Nothing should be output except the lines from the top of the material below through the line that contains "self.advance(now.saturating_duration_since(last))", each exactly as written.

= = = =

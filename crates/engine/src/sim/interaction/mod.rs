mod coordinator;
mod gate;
mod harvest;

pub use coordinator::{InteractionContext, InteractionCoordinator, InteractionState};
pub use gate::BalanceGate;
pub use harvest::{admit, ActiveHarvestState, HarvestRejection};

use super::world::{NodeId, TableId, TeleporterId, VendorKind};

#[derive(Debug, Clone, Copy, PartialEq, Eq, Hash, PartialOrd, Ord)]
pub enum InteractionTarget {
    HarvestNode(NodeId),
    Vendor(VendorKind),
    Teleporter(TeleporterId),
    SeatedGame(TableId),
}

/// Transient player-facing messages, drained by the host once per frame.
#[derive(Debug, Clone, PartialEq)]
pub enum Notification {
    VendorOpened(VendorKind),
    HarvestStarted { node: NodeId, duration_ms: f64 },
    HarvestCompleted { node: NodeId },
    HarvestCancelled { node: NodeId },
    CooldownActive { node: NodeId, remaining_ms: f64 },
    NodeBusy { node: NodeId },
    NodeFelled { node: NodeId },
    GateRejected {
        teleporter: TeleporterId,
        balance: u64,
        required: u64,
    },
    TeleportStarted {
        teleporter: TeleporterId,
        destination: String,
    },
    SeatedAtTable { table: TableId },
    Unreachable(InteractionTarget),
}
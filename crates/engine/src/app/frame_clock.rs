use std::time::{Duration, Instant};

use crate::config::FrameConfig;

/// Turns display-refresh timestamps into the smoothed, clamped step every
/// downstream component consumes.
#[derive(Debug, Clone)]
pub struct FrameClock {
    min_delta: Duration,
    max_delta: Duration,
    keep: f32,
    smoothed_seconds: f32,
    last_instant: Option<Instant>,
}

impl FrameClock {
    pub fn new(config: &FrameConfig) -> Self {
        Self {
            min_delta: duration_from_ms(config.min_delta_ms),
            max_delta: duration_from_ms(config.max_delta_ms),
            keep: config.smoothing_keep,
            smoothed_seconds: config.initial_delta_ms / 1000.0,
            last_instant: None,
        }
    }

    /// Smoothed step in seconds for the frame ending at `now`. The first call
    /// has no previous timestamp and returns the seeded value.
    pub fn tick(&mut self, now: Instant) -> f32 {
        let Some(last) = self.last_instant.replace(now) else {
            return self.smoothed_seconds;
        };
        self.advance(now.saturating_duration_since(last))
    }

    pub fn advance(&mut self, raw: Duration) -> f32 {
        let clamped = clamp_frame_delta(raw, self.min_delta, self.max_delta).as_secs_f32();
        self.smoothed_seconds = self.smoothed_seconds * self.keep + clamped * (1.0 - self.keep);
        self.smoothed_seconds
    }

    pub fn smoothed_seconds(&self) -> f32 {
        self.smoothed_seconds
    }
}

pub(crate) fn clamp_frame_delta(raw: Duration, min: Duration, max: Duration) -> Duration {
    raw.clamp(min, max.max(min))
}

fn duration_from_ms(ms: f32) -> Duration {
    Duration::from_secs_f32(ms.max(0.0) / 1000.0)
}
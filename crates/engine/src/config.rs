use std::fs;
use std::path::{Path, PathBuf};

use serde::{Deserialize, Serialize};
use thiserror::Error;

#[derive(Debug, Error)]
pub enum ConfigError {
    #[error("failed to read config '{path}': {source}")]
    Read {
        path: PathBuf,
        #[source]
        source: std::io::Error,
    },
    #[error("parse config: {0}")]
    Parse(#[source] serde_json::Error),
    #[error("parse config at {path}: {source}")]
    ParseAt {
        path: String,
        #[source]
        source: serde_json::Error,
    },
    #[error("validation failed at {path}: {message}")]
    Invalid { path: &'static str, message: String },
}

#[derive(Debug, Clone, PartialEq, Serialize, Deserialize)]
#[serde(default, deny_unknown_fields)]
pub struct FrameConfig {
    pub min_delta_ms: f32,
    pub max_delta_ms: f32,
    /// Weight kept from the previous smoothed delta each frame.
    pub smoothing_keep: f32,
    pub initial_delta_ms: f32,
}

impl Default for FrameConfig {
    fn default() -> Self {
        Self {
            min_delta_ms: 1.0,
            max_delta_ms: 100.0,
            smoothing_keep: 0.7,
            initial_delta_ms: 1000.0 / 60.0,
        }
    }
}

#[derive(Debug, Clone, PartialEq, Serialize, Deserialize)]
#[serde(default, deny_unknown_fields)]
pub struct CameraConfig {
    pub zoom_min: f32,
    pub zoom_max: f32,
    pub zoom_default: f32,
    /// Exponential follow rate, in 1/seconds.
    pub follow_rate: f32,
    /// World-unit border added around the visible rectangle for culling.
    pub viewport_margin: f32,
}

impl Default for CameraConfig {
    fn default() -> Self {
        Self {
            zoom_min: 0.5,
            zoom_max: 2.0,
            zoom_default: 1.0,
            follow_rate: 8.0,
            viewport_margin: 64.0,
        }
    }
}

#[derive(Debug, Clone, PartialEq, Serialize, Deserialize)]
#[serde(default, deny_unknown_fields)]
pub struct MovementConfig {
    pub base_speed: f32,
    pub arrival_threshold: f32,
    pub min_move_distance: f32,
    pub player_half_size: f32,
}

impl Default for MovementConfig {
    fn default() -> Self {
        Self {
            base_speed: 160.0,
            arrival_threshold: 2.0,
            min_move_distance: 0.01,
            player_half_size: 6.0,
        }
    }
}

#[derive(Debug, Clone, PartialEq, Serialize, Deserialize)]
#[serde(default, deny_unknown_fields)]
pub struct InterpolationConfig {
    pub smoothing_window_ms: f32,
    pub snap_epsilon: f32,
}

impl Default for InterpolationConfig {
    fn default() -> Self {
        Self {
            smoothing_window_ms: 100.0,
            snap_epsilon: 0.5,
        }
    }
}

#[derive(Debug, Clone, PartialEq, Serialize, Deserialize)]
#[serde(default, deny_unknown_fields)]
pub struct InteractionConfig {
    pub harvest_radius: f32,
    pub vendor_radius: f32,
    pub teleporter_radius: f32,
    pub table_radius: f32,
    pub pickup_radius: f32,
    pub harvest_anchor_tolerance: f32,
}

impl Default for InteractionConfig {
    fn default() -> Self {
        Self {
            harvest_radius: 28.0,
            vendor_radius: 25.0,
            teleporter_radius: 20.0,
            table_radius: 32.0,
            pickup_radius: 12.0,
            harvest_anchor_tolerance: 2.0,
        }
    }
}

#[derive(Debug, Clone, PartialEq, Serialize, Deserialize)]
#[serde(default, deny_unknown_fields)]
pub struct NetConfig {
    pub move_send_interval_ms: f32,
}

impl Default for NetConfig {
    fn default() -> Self {
        Self {
            move_send_interval_ms: 100.0,
        }
    }
}

#[derive(Debug, Clone, PartialEq, Serialize, Deserialize)]
#[serde(default, deny_unknown_fields)]
pub struct RenderConfig {
    pub pickup_draw_cap: usize,
    pub pool_capacity: usize,
    pub entity_half_size: f32,
}

impl Default for RenderConfig {
    fn default() -> Self {
        Self {
            pickup_draw_cap: 48,
            pool_capacity: 8,
            entity_half_size: 8.0,
        }
    }
}

#[derive(Debug, Clone, Default, PartialEq, Serialize, Deserialize)]
#[serde(default, deny_unknown_fields)]
pub struct CoreConfig {
    pub frame: FrameConfig,
    pub camera: CameraConfig,
    pub movement: MovementConfig,
    pub interpolation: InterpolationConfig,
    pub interaction: InteractionConfig,
    pub net: NetConfig,
    pub render: RenderConfig,
}

impl CoreConfig {
    pub fn load(path: &Path) -> Result<Self, ConfigError> {
        let raw = fs::read_to_string(path).map_err(|source| ConfigError::Read {
            path: path.to_path_buf(),
            source,
        })?;
        Self::from_json_str(&raw)
    }

    pub fn from_json_str(raw: &str) -> Result<Self, ConfigError> {
        let mut deserializer = serde_json::Deserializer::from_str(raw);
        let config = match serde_path_to_error::deserialize::<_, CoreConfig>(&mut deserializer) {
            Ok(config) => config,
            Err(error) => {
                let path = error.path().to_string();
                let source = error.into_inner();
                if path.is_empty() || path == "." {
                    return Err(ConfigError::Parse(source));
                }
                return Err(ConfigError::ParseAt { path, source });
            }
        };
        config.validate()?;
        Ok(config)
    }

    pub fn validate(&self) -> Result<(), ConfigError> {
        let frame = &self.frame;
        positive("frame.min_delta_ms", frame.min_delta_ms)?;
        positive("frame.max_delta_ms", frame.max_delta_ms)?;
        positive("frame.initial_delta_ms", frame.initial_delta_ms)?;
        ordered(
            "frame.max_delta_ms",
            frame.min_delta_ms,
            frame.max_delta_ms,
        )?;
        if !(0.0..1.0).contains(&frame.smoothing_keep) {
            return Err(invalid(
                "frame.smoothing_keep",
                format!("expected value in [0, 1), got {}", frame.smoothing_keep),
            ));
        }

        let camera = &self.camera;
        positive("camera.zoom_min", camera.zoom_min)?;
        ordered("camera.zoom_max", camera.zoom_min, camera.zoom_max)?;
        if !(camera.zoom_min..=camera.zoom_max).contains(&camera.zoom_default) {
            return Err(invalid(
                "camera.zoom_default",
                format!(
                    "expected value in [{}, {}], got {}",
                    camera.zoom_min, camera.zoom_max, camera.zoom_default
                ),
            ));
        }
        positive("camera.follow_rate", camera.follow_rate)?;
        non_negative("camera.viewport_margin", camera.viewport_margin)?;

        positive("movement.base_speed", self.movement.base_speed)?;
        non_negative("movement.arrival_threshold", self.movement.arrival_threshold)?;
        non_negative("movement.min_move_distance", self.movement.min_move_distance)?;
        non_negative("movement.player_half_size", self.movement.player_half_size)?;

        positive(
            "interpolation.smoothing_window_ms",
            self.interpolation.smoothing_window_ms,
        )?;
        non_negative("interpolation.snap_epsilon", self.interpolation.snap_epsilon)?;

        let interaction = &self.interaction;
        positive("interaction.harvest_radius", interaction.harvest_radius)?;
        positive("interaction.vendor_radius", interaction.vendor_radius)?;
        positive("interaction.teleporter_radius", interaction.teleporter_radius)?;
        positive("interaction.table_radius", interaction.table_radius)?;
        positive("interaction.pickup_radius", interaction.pickup_radius)?;
        non_negative(
            "interaction.harvest_anchor_tolerance",
            interaction.harvest_anchor_tolerance,
        )?;

        positive("net.move_send_interval_ms", self.net.move_send_interval_ms)?;

        if self.render.pickup_draw_cap == 0 {
            return Err(invalid("render.pickup_draw_cap", "expected at least 1"));
        }
        non_negative("render.entity_half_size", self.render.entity_half_size)?;
        Ok(())
    }
}

fn invalid(path: &'static str, message: impl Into<String>) -> ConfigError {
    ConfigError::Invalid {
        path,
        message: message.into(),
    }
}

fn positive(path: &'static str, value: f32) -> Result<(), ConfigError> {
    if value.is_finite() && value > 0.0 {
        Ok(())
    } else {
        Err(invalid(path, format!("expected finite value > 0, got {value}")))
    }
}

fn non_negative(path: &'static str, value: f32) -> Result<(), ConfigError> {
    if value.is_finite() && value >= 0.0 {
        Ok(())
    } else {
        Err(invalid(path, format!("expected finite value >= 0, got {value}")))
    }
}

fn ordered(path: &'static str, min: f32, max: f32) -> Result<(), ConfigError> {
    if min <= max {
        Ok(())
    } else {
        Err(invalid(path, format!("expected >= {min}, got {max}")))
    }
}

#[cfg(test)]
mod tests {
    use std::io::Write;

    use super::*;

    #[test]
    fn defaults_are_valid_and_match_frame_contract() {
        let config = CoreConfig::default();
        config.validate().expect("defaults validate");
        assert_eq!(config.frame.min_delta_ms, 1.0);
        assert_eq!(config.frame.max_delta_ms, 100.0);
        assert_eq!(config.frame.smoothing_keep, 0.7);
        assert_eq!(config.net.move_send_interval_ms, 100.0);
    }

    #[test]
    fn partial_json_keeps_defaults_for_missing_sections() {
        let config =
            CoreConfig::from_json_str(r#"{ "camera": { "zoom_max": 3.0 } }"#).expect("parse");
        assert_eq!(config.camera.zoom_max, 3.0);
        assert_eq!(config.camera.zoom_min, CameraConfig::default().zoom_min);
        assert_eq!(config.movement, MovementConfig::default());
    }

    #[test]
    fn parse_error_reports_json_path() {
        let error = CoreConfig::from_json_str(r#"{ "camera": { "zoom_min": "wide" } }"#)
            .expect_err("type mismatch");
        match error {
            ConfigError::ParseAt { path, .. } => assert_eq!(path, "camera.zoom_min"),
            other => panic!("unexpected error: {other}"),
        }
    }

    #[test]
    fn unknown_fields_are_rejected() {
        let error = CoreConfig::from_json_str(r#"{ "render": { "fancy": true } }"#)
            .expect_err("unknown field");
        assert!(error.to_string().contains("render"), "{error}");
    }

    #[test]
    fn inverted_zoom_range_fails_validation() {
        let error =
            CoreConfig::from_json_str(r#"{ "camera": { "zoom_min": 2.0, "zoom_max": 1.0 } }"#)
                .expect_err("inverted");
        match error {
            ConfigError::Invalid { path, .. } => assert_eq!(path, "camera.zoom_max"),
            other => panic!("unexpected error: {other}"),
        }
    }

    #[test]
    fn smoothing_keep_of_one_is_rejected() {
        let mut config = CoreConfig::default();
        config.frame.smoothing_keep = 1.0;
        assert!(matches!(
            config.validate(),
            Err(ConfigError::Invalid {
                path: "frame.smoothing_keep",
                ..
            })
        ));
    }

    #[test]
    fn load_reads_file_from_disk() {
        let mut file = tempfile::NamedTempFile::new().expect("temp file");
        write!(file, r#"{{ "net": {{ "move_send_interval_ms": 50.0 }} }}"#).expect("write");
        let config = CoreConfig::load(file.path()).expect("load");
        assert_eq!(config.net.move_send_interval_ms, 50.0);
    }

    #[test]
    fn load_missing_file_reports_path() {
        let dir = tempfile::tempdir().expect("temp dir");
        let missing = dir.path().join("nope.json");
        let error = CoreConfig::load(&missing).expect_err("missing");
        assert!(matches!(error, ConfigError::Read { ref path, .. } if path == &missing));
    }
}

= = = =

RESULT.
filename crates/engine/src/sim/interaction/mod.rs
mod coordinator;
mod gate;
mod harvest;

pub use coordinator::{InteractionContext, InteractionCoordinator, InteractionState};
pub use gate::BalanceGate;
pub use harvest::{admit, ActiveHarvestState, HarvestRejection};

use super::world::{NodeId, TableId, TeleporterId, VendorKind};

#[derive(Debug, Clone, Copy, PartialEq, Eq, Hash, PartialOrd, Ord)]
pub enum InteractionTarget {
    HarvestNode(NodeId),
    Vendor(VendorKind),
    Teleporter(TeleporterId),
    SeatedGame(TableId),
}

/// Transient player-facing messages, drained by the host once per frame.
#[derive(Debug, Clone, PartialEq)]
pub enum Notification {
    VendorOpened(VendorKind),
    HarvestStarted { node: NodeId, duration_ms: f64 },
    HarvestCompleted { node: NodeId },
    HarvestCancelled { node: NodeId },
    CooldownActive { node: NodeId, remaining_ms: f64 },
    NodeBusy { node: NodeId },
    NodeFelled { node: NodeId },
    GateRejected {
        teleporter: TeleporterId,
        balance: u64,
        required: u64,
    },
    TeleportStarted {
        teleporter: TeleporterId,
        destination: String,
    },
    SeatedAtTable { table: TableId },
    Unreachable(InteractionTarget),
}
filename crates/engine/src/app/frame_clock.rs
use std::time::{Duration, Instant};

use crate::config::FrameConfig;

/// Turns display-refresh timestamps into the smoothed, clamped step every
/// downstream component consumes.
#[derive(Debug, Clone)]
pub struct FrameClock {
    min_delta: Duration,
    max_delta: Duration,
    keep: f32,
    smoothed_seconds: f32,
    last_instant: Option<Instant>,
}

impl FrameClock {
    pub fn new(config: &FrameConfig) -> Self {
        Self {
            min_delta: duration_from_ms(config.min_delta_ms),
            max_delta: duration_from_ms(config.max_delta_ms),
            keep: config.smoothing_keep,
            smoothed_seconds: config.initial_delta_ms / 1000.0,
            last_instant: None,
        }
    }

    /// Smoothed step in seconds for the frame ending at `now`. The first call
    /// has no previous timestamp and returns the seeded value.
    pub fn tick(&mut self, now: Instant) -> f32 {
        let Some(last) = self.last_instant.replace(now) else {
            return self.smoothed_seconds;
        };
        self.advance(now.saturating_duration_since(last))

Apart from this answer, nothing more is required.